(Stored items from a collection)

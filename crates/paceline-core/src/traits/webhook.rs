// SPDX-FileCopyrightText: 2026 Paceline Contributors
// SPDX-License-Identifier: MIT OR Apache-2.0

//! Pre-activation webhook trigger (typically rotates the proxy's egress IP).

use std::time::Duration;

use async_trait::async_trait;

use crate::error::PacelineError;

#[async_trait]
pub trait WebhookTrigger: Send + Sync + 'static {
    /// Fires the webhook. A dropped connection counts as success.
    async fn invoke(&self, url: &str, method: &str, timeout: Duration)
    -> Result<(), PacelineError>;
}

...

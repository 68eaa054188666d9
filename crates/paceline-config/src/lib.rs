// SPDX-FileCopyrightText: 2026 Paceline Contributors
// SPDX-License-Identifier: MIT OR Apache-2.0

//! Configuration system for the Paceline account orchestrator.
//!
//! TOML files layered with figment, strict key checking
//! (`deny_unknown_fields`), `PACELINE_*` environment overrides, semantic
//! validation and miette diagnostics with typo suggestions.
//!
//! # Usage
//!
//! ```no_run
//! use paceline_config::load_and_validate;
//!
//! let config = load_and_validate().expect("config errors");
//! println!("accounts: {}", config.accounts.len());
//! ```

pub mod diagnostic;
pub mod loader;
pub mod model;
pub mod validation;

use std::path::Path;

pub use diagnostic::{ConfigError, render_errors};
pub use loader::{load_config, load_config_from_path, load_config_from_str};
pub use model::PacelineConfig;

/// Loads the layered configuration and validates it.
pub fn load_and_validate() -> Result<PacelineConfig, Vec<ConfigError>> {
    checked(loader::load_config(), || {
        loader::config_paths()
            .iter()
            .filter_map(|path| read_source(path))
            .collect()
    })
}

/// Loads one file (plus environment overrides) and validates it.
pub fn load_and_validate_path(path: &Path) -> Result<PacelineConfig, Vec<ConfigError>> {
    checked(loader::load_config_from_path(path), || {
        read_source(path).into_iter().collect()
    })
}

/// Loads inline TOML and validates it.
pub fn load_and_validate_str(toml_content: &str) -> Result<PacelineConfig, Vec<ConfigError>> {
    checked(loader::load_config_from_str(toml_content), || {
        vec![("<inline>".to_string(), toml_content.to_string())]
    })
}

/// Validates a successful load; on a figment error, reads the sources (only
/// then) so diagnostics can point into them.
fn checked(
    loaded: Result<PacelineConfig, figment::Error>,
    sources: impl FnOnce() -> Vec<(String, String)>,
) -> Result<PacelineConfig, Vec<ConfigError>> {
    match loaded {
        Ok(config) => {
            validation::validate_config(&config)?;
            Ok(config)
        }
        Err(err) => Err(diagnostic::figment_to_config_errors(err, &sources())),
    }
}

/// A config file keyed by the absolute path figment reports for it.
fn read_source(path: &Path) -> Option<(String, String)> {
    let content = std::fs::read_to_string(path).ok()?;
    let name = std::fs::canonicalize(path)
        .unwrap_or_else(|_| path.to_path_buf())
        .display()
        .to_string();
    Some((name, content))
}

Task
Look through the entries above; copy every line holding the string "inline".

Written solution
/// Loads inline TOML and validates it.
        vec![("<inline>".to_string(), toml_content.to_string())]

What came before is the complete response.